What is the goal of Identity? The folks at RSA Security have laid out two that seem reasonable: common infrastructure, and a single, global, unique credential. I see some goals already from thinking about this for a while:
- a globally unique identifier
- validation, e.g. to prove I am who I say I am
- location/presence (e.g. if it's really "me" then I must be only one place)

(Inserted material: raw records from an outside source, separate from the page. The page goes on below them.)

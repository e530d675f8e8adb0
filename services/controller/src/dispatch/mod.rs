//! Task dispatch.
//!
//! The scheduler never executes work itself: every unit of work is handed to
//! a [`TaskDispatcher`] as a named task on a named queue, carrying the key of
//! the record it targets. Handlers are idempotent and re-validate their
//! preconditions, so duplicate or stale tasks are harmless.

mod handler;
mod local;

use std::collections::HashMap;
use std::fmt;

pub use handler::TaskHandler;
pub use local::{LocalTaskQueue, QueuedTask, TaskReceiver, TaskRunner, DEFAULT_QUEUE_CAPACITY};

/// Parameter carrying the target record's key.
pub const KEY_PARAM: &str = "key";

/// Accepts tasks for asynchronous execution.
pub trait TaskDispatcher: Send + Sync {
    /// Enqueue a task. Returns false if the task could not be accepted; the
    /// next scheduler pass will emit it again.
    fn enqueue(&self, queue: &str, task_name: &str, params: HashMap<String, String>) -> bool;
}

/// A dispatched unit of work.
#[derive(Debug, Clone, PartialEq, Eq)]
pub struct Task {
    pub queue: String,
    pub name: String,
    pub params: HashMap<String, String>,
}

/// Every kind of task the controller emits.
#[derive(Debug, Clone, Copy, PartialEq, Eq, Hash, PartialOrd, Ord)]
pub enum TaskKind {
    CreateRevision,
    DeleteRevisionResource,
    DeleteRevision,
    DeleteTemplate,
    CreateManager,
    ResizeManager,
    SyncManagerInstances,
    ShrinkDrainedManager,
    DeleteManagerResource,
    DeleteManager,
    CheckDeletedInstance,
    CleanupDrainedInstance,
    CleanupDeletedInstance,
}

impl TaskKind {
    pub const ALL: [TaskKind; 13] = [
        Self::CreateRevision,
        Self::DeleteRevisionResource,
        Self::DeleteRevision,
        Self::DeleteTemplate,
        Self::CreateManager,
        Self::ResizeManager,
        Self::SyncManagerInstances,
        Self::ShrinkDrainedManager,
        Self::DeleteManagerResource,
        Self::DeleteManager,
        Self::CheckDeletedInstance,
        Self::CleanupDrainedInstance,
        Self::CleanupDeletedInstance,
    ];

    /// Queue the task is dispatched on.
    pub fn queue(&self) -> &'static str {
        match self {
            Self::CreateRevision => "create-instance-template",
            Self::DeleteRevisionResource => "delete-instance-template",
            Self::DeleteRevision => "cleanup-instance-template-revision",
            Self::DeleteTemplate => "cleanup-instance-template",
            Self::CreateManager => "create-instance-group-manager",
            Self::ResizeManager => "resize-instance-group",
            Self::SyncManagerInstances => "fetch-instances",
            Self::ShrinkDrainedManager => "shrink-drained-instance-group-manager",
            Self::DeleteManagerResource => "delete-instance-group-manager",
            Self::DeleteManager => "cleanup-instance-group-manager",
            Self::CheckDeletedInstance => "mark-instance-deleted",
            Self::CleanupDrainedInstance => "delete-drained-instance",
            Self::CleanupDeletedInstance => "cleanup-deleted-instance",
        }
    }

    /// Handler route the task is addressed to.
    pub fn task_name(&self) -> String {
        format!("/internal/queues/{}", self.queue())
    }

    /// Look up a task kind by queue name.
    pub fn from_queue(queue: &str) -> Option<Self> {
        Self::ALL.into_iter().find(|kind| kind.queue() == queue)
    }
}

impl fmt::Display for TaskKind {
    fn fmt(&self, f: &mut fmt::Formatter<'_>) -> fmt::Result {
        f.write_str(self.queue())
    }
}

/// Enqueue a task of `kind` targeting the record identified by `key`.
pub fn enqueue_key(dispatcher: &dyn TaskDispatcher, kind: TaskKind, key: &impl fmt::Display) -> bool {
    let params = HashMap::from([(KEY_PARAM.to_string(), key.to_string())]);
    dispatcher.enqueue(kind.queue(), &kind.task_name(), params)
}

#[cfg(test)]
mod tests {
    use super::*;
    use std::collections::HashSet;

    #[test]
    fn test_queue_names_are_unique_and_routable() {
        let queues: HashSet<_> = TaskKind::ALL.iter().map(|k| k.queue()).collect();
        assert_eq!(queues.len(), TaskKind::ALL.len());

        for kind in TaskKind::ALL {
            assert_eq!(TaskKind::from_queue(kind.queue()), Some(kind));
        }
        assert_eq!(TaskKind::from_queue("unknown"), None);
    }

    #[test]
    fn test_task_name_is_route() {
        assert_eq!(
            TaskKind::ResizeManager.task_name(),
            "/internal/queues/resize-instance-group"
        );
    }
}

I immediately look to precedents, and I see two obvious ones: the Domain Name Service (DNS) and phone numbers / CallerID. Or even a third, a credit card number. This whole thing seems like a previously-solved problem to me. Phone numbers are going away (too slowly, but it's inevitable, as it's a bad system). Credit card numbers are not good as unique identifiers, though I think we computer geeks could learn a thing or two about validation and security by following an industry that has been moving money for decades (though the validation is extremely weak, it's clearly entrenched, and pretty well trusted worldwide).
Here's what I think, off the top of my head: use DNS, and extend it slightly:
Uniqueness: your email address which is globally unique, managed by the global (and obviously workable and successful) DNS infrastructure, portable to new vendors, and everything you want in a unique identifier, with the possible exception of spam vulnerability. Domains are unique via the hard work and deep infrastructure of DNS, and the "user@" in front of it is a natural for identity.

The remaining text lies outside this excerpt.